__Source records__.
□ □ □ □

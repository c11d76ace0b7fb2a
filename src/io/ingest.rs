//! CSV ingest: element catalog, occurrence dataset, and exported statistics tables.
//!
//! Unlike a screening tool, this analysis cannot skip bad rows: a silently
//! dropped catalog row or locality record would change the very counts being
//! studied. Every malformed row is therefore an error carrying its line number.

use std::collections::HashMap;
use std::fs::File;
use std::path::Path;

use csv::StringRecord;
use tracing::info;

use crate::data::InMemoryGraph;
use crate::domain::{Element, ElementMeta, ElementNetworkRecord, LocalityRecord};
use crate::error::AppError;

/// Load the element catalog, preserving file order.
///
/// Columns: `symbol` (required), `name`, `atomic_number`, `group`, `period`,
/// `discovery_era`, `natural` (default true), `extinct_ga`.
pub fn load_catalog(path: &Path) -> Result<Vec<Element>, AppError> {
    let (header_map, rows) = read_rows(path, &["symbol"])?;

    let mut out = Vec::with_capacity(rows.len());
    for (line, record) in rows {
        let element = parse_catalog_row(&record, &header_map).map_err(|e| row_error(path, line, e))?;
        out.push(element);
    }

    info!(path = %path.display(), elements = out.len(), "loaded element catalog");
    Ok(out)
}

/// Load an occurrence graph from a minerals file and a localities file.
///
/// - minerals: `mineral_id`, `elements` (symbols separated by `;`, `,` or spaces)
/// - localities: `mineral_id`, `locality_id`, optional `max_age_ga`, `min_age_ga`
pub fn load_graph(minerals: &Path, localities: &Path) -> Result<InMemoryGraph, AppError> {
    let mut graph = InMemoryGraph::new();

    let (header_map, rows) = read_rows(minerals, &["mineral_id", "elements"])?;
    for (line, record) in rows {
        let mineral = get_required(&record, &header_map, "mineral_id").map_err(|e| row_error(minerals, line, e))?;
        let elements = get_required(&record, &header_map, "elements").map_err(|e| row_error(minerals, line, e))?;
        let symbols: Vec<&str> = elements
            .split(|c: char| c == ';' || c == ',' || c.is_whitespace())
            .filter(|s| !s.is_empty())
            .collect();
        if symbols.is_empty() {
            return Err(row_error(minerals, line, "Mineral lists no elements.".to_string()));
        }
        graph.add_mineral(mineral, symbols);
    }

    let (header_map, rows) = read_rows(localities, &["mineral_id", "locality_id"])?;
    for (line, record) in rows {
        let parsed = parse_locality_row(&record, &header_map).map_err(|e| row_error(localities, line, e))?;
        graph.add_locality(parsed)?;
    }

    info!(
        minerals = graph.mineral_count(),
        locality_records = graph.locality_record_count(),
        "loaded occurrence graph"
    );
    Ok(graph)
}

/// Load a statistics table previously written by `write_stats_csv`.
///
/// Count columns go through `coerce_count`, so tables that passed through a
/// spreadsheet (`"12.0"`, `" 12 "`) still load as integers.
pub fn load_stats_table(path: &Path) -> Result<Vec<ElementNetworkRecord>, AppError> {
    let (header_map, rows) = read_rows(path, &["symbol", "n_elements", "n_minerals", "n_localities"])?;

    let mut out = Vec::with_capacity(rows.len());
    for (line, record) in rows {
        let parsed = (|| -> Result<ElementNetworkRecord, String> {
            Ok(ElementNetworkRecord {
                symbol: get_required(&record, &header_map, "symbol")?.to_string(),
                n_elements: coerce_count(get_required(&record, &header_map, "n_elements")?)?,
                n_minerals: coerce_count(get_required(&record, &header_map, "n_minerals")?)?,
                n_localities: coerce_count(get_required(&record, &header_map, "n_localities")?)?,
            })
        })()
        .map_err(|e| row_error(path, line, e))?;
        out.push(parsed);
    }
    Ok(out)
}

/// Coerce a textual count to a non-negative integer.
///
/// Accepts integers and integral floats (`"12"`, `"12.0"`, `"1e2"`); rejects
/// fractions, negatives, and non-numbers.
pub fn coerce_count(s: &str) -> Result<u64, String> {
    let s = s.trim();
    if let Ok(v) = s.parse::<u64>() {
        return Ok(v);
    }
    let v = s
        .parse::<f64>()
        .map_err(|_| format!("Count '{s}' is not a number."))?;
    if !v.is_finite() || v < 0.0 || v.fract() != 0.0 || v > u64::MAX as f64 {
        return Err(format!("Count '{s}' is not a non-negative integer."));
    }
    Ok(v as u64)
}

type Rows = Vec<(usize, StringRecord)>;

fn read_rows(path: &Path, required: &[&str]) -> Result<(HashMap<String, usize>, Rows), AppError> {
    let file = File::open(path)
        .map_err(|e| AppError::input(format!("Failed to open CSV '{}': {e}", path.display())))?;

    let mut reader = csv::ReaderBuilder::new()
        .flexible(true)
        .trim(csv::Trim::All)
        .from_reader(file);

    let headers = reader
        .headers()
        .map_err(|e| AppError::input(format!("Failed to read CSV headers of '{}': {e}", path.display())))?
        .clone();
    let header_map = build_header_map(&headers);

    for name in required {
        if !header_map.contains_key(*name) {
            return Err(AppError::input(format!(
                "Missing required column `{name}` in '{}'.",
                path.display()
            )));
        }
    }

    let mut rows = Vec::new();
    for (idx, result) in reader.records().enumerate() {
        // +2: records start after the header, and lines are 1-based.
        let line = idx + 2;
        let record = result.map_err(|e| row_error(path, line, format!("CSV parse error: {e}")))?;
        if record.iter().all(|f| f.trim().is_empty()) {
            continue;
        }
        rows.push((line, record));
    }
    Ok((header_map, rows))
}

fn parse_catalog_row(record: &StringRecord, header_map: &HashMap<String, usize>) -> Result<Element, String> {
    let symbol = get_required(record, header_map, "symbol")?.to_string();
    let meta = ElementMeta {
        name: get_optional(record, header_map, "name").map(str::to_string),
        atomic_number: parse_opt(get_optional(record, header_map, "atomic_number"), "atomic_number")?,
        group: parse_opt(get_optional(record, header_map, "group"), "group")?,
        period: parse_opt(get_optional(record, header_map, "period"), "period")?,
        discovery_era: get_optional(record, header_map, "discovery_era").map(str::to_string),
        natural: match get_optional(record, header_map, "natural") {
            None => true,
            Some(s) => parse_bool(s)?,
        },
        extinct_ga: parse_opt(get_optional(record, header_map, "extinct_ga"), "extinct_ga")?,
    };
    Ok(Element { symbol, meta })
}

fn parse_locality_row(record: &StringRecord, header_map: &HashMap<String, usize>) -> Result<LocalityRecord, String> {
    let max_age_ga: Option<f64> = parse_opt(get_optional(record, header_map, "max_age_ga"), "max_age_ga")?;
    let min_age_ga: Option<f64> = parse_opt(get_optional(record, header_map, "min_age_ga"), "min_age_ga")?;
    if let (Some(older), Some(younger)) = (max_age_ga, min_age_ga) {
        if older < younger {
            return Err(format!("max_age_ga {older} is younger than min_age_ga {younger}."));
        }
    }
    Ok(LocalityRecord {
        locality_id: get_required(record, header_map, "locality_id")?.to_string(),
        mineral: Some(get_required(record, header_map, "mineral_id")?.to_string()),
        max_age_ga,
        min_age_ga,
    })
}

fn build_header_map(headers: &StringRecord) -> HashMap<String, usize> {
    headers
        .iter()
        .enumerate()
        .map(|(idx, name)| (normalize_header_name(name), idx))
        .collect()
}

fn normalize_header_name(name: &str) -> String {
    // Spreadsheet exports sometimes prefix the first header with a UTF-8 BOM.
    let name = name.trim().trim_start_matches('\u{feff}');
    name.to_ascii_lowercase()
}

fn get_required<'a>(
    record: &'a StringRecord,
    header_map: &HashMap<String, usize>,
    name: &str,
) -> Result<&'a str, String> {
    let idx = header_map
        .get(name)
        .ok_or_else(|| format!("Missing required column: `{name}`"))?;
    record
        .get(*idx)
        .map(str::trim)
        .filter(|s| !s.is_empty())
        .ok_or_else(|| format!("Missing required value: `{name}`"))
}

fn get_optional<'a>(record: &'a StringRecord, header_map: &HashMap<String, usize>, name: &str) -> Option<&'a str> {
    let idx = header_map.get(name)?;
    record.get(*idx).map(str::trim).filter(|s| !s.is_empty())
}

fn parse_opt<T: std::str::FromStr>(s: Option<&str>, name: &str) -> Result<Option<T>, String> {
    match s {
        None => Ok(None),
        Some(s) => s
            .parse::<T>()
            .map(Some)
            .map_err(|_| format!("Invalid `{name}` value '{s}'.")),
    }
}

fn parse_bool(s: &str) -> Result<bool, String> {
    match s.to_ascii_lowercase().as_str() {
        "true" | "yes" | "y" | "1" => Ok(true),
        "false" | "no" | "n" | "0" => Ok(false),
        _ => Err(format!("Invalid boolean '{s}' in `natural`.")),
    }
}

fn row_error(path: &Path, line: usize, message: String) -> AppError {
    AppError::input(format!("{}:{line}: {message}", path.display()))
}

#[cfg(test)]
mod tests {
    use super::*;
    use std::io::Write;

    use crate::data::OccurrenceGraph;
    use crate::domain::AgeRange;

    fn write_file(dir: &tempfile::TempDir, name: &str, contents: &str) -> std::path::PathBuf {
        let path = dir.path().join(name);
        let mut f = File::create(&path).unwrap();
        f.write_all(contents.as_bytes()).unwrap();
        path
    }

    #[test]
    fn coerce_count_accepts_integral_text() {
        assert_eq!(coerce_count("12"), Ok(12));
        assert_eq!(coerce_count(" 12.0 "), Ok(12));
        assert_eq!(coerce_count("1e2"), Ok(100));
        assert_eq!(coerce_count("0"), Ok(0));
        assert!(coerce_count("12.5").is_err());
        assert!(coerce_count("-3").is_err());
        assert!(coerce_count("many").is_err());
    }

    #[test]
    fn catalog_keeps_order_and_metadata() {
        let dir = tempfile::tempdir().unwrap();
        let path = write_file(
            &dir,
            "catalog.csv",
            "\u{feff}Symbol,name,atomic_number,natural,extinct_ga\nH,Hydrogen,1,,\nPu,Plutonium,94,true,4.0\nTc,Technetium,43,false,\n",
        );
        let catalog = load_catalog(&path).unwrap();
        assert_eq!(catalog.len(), 3);
        assert_eq!(catalog[0].symbol, "H");
        assert!(catalog[0].meta.natural);
        assert_eq!(catalog[1].meta.extinct_ga, Some(4.0));
        assert!(!catalog[2].meta.natural);
        assert_eq!(catalog[2].meta.atomic_number, Some(43));
    }

    #[test]
    fn bad_catalog_row_reports_its_line() {
        let dir = tempfile::tempdir().unwrap();
        let path = write_file(&dir, "catalog.csv", "symbol,atomic_number\nH,1\nHe,two\n");
        let err = load_catalog(&path).unwrap_err();
        assert!(err.message().contains(":3:"), "{}", err.message());
    }

    #[test]
    fn graph_files_load_into_a_queryable_graph() {
        let dir = tempfile::tempdir().unwrap();
        let minerals = write_file(&dir, "minerals.csv", "mineral_id,elements\nice,H;O\nquartz,\"Si, O\"\n");
        let localities = write_file(
            &dir,
            "localities.csv",
            "mineral_id,locality_id,max_age_ga,min_age_ga\nice,L1,0.5,0.0\nquartz,L2,3.0,2.5\nquartz,L2,3.0,2.5\n",
        );
        let graph = load_graph(&minerals, &localities).unwrap();
        assert_eq!(graph.mineral_count(), 2);

        let result = graph.query(&["O"], AgeRange::new(4.5, 1.0).unwrap()).unwrap();
        assert!(result.edges.iter().all(|e| e.mineral == "quartz"));
        assert_eq!(result.locality_info.len(), 2);
    }

    #[test]
    fn inverted_locality_ages_are_rejected() {
        let dir = tempfile::tempdir().unwrap();
        let minerals = write_file(&dir, "minerals.csv", "mineral_id,elements\nice,H;O\n");
        let localities = write_file(
            &dir,
            "localities.csv",
            "mineral_id,locality_id,max_age_ga,min_age_ga\nice,L1,0.1,0.5\n",
        );
        assert!(load_graph(&minerals, &localities).is_err());
    }

    #[test]
    fn stats_table_coerces_counts() {
        let dir = tempfile::tempdir().unwrap();
        let path = write_file(
            &dir,
            "stats.csv",
            "symbol,n_elements,n_minerals,n_localities\nO,70.0,4000,\"100000\"\nTc,0,0,0\n",
        );
        let table = load_stats_table(&path).unwrap();
        assert_eq!(table[0].n_elements, 70);
        assert_eq!(table[0].n_localities, 100_000);
        assert_eq!(table[1], ElementNetworkRecord::zero("Tc"));
    }
}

□ □ □ □

__Required action__.
Write down, word for word, the lines above from the one containing "to a non-negative integer." through the one containing "if !v.is_finite() ||", both ends included.

__Written answer__.
/// Coerce a textual count to a non-negative integer.
///
/// Accepts integers and integral floats (`"12"`, `"12.0"`, `"1e2"`); rejects
/// fractions, negatives, and non-numbers.
pub fn coerce_count(s: &str) -> Result<u64, String> {
    let s = s.trim();
    if let Ok(v) = s.parse::<u64>() {
        return Ok(v);
    }
    let v = s
        .parse::<f64>()
        .map_err(|_| format!("Count '{s}' is not a number."))?;
    if !v.is_finite() || v < 0.0 || v.fract() != 0.0 || v > u64::MAX as f64 {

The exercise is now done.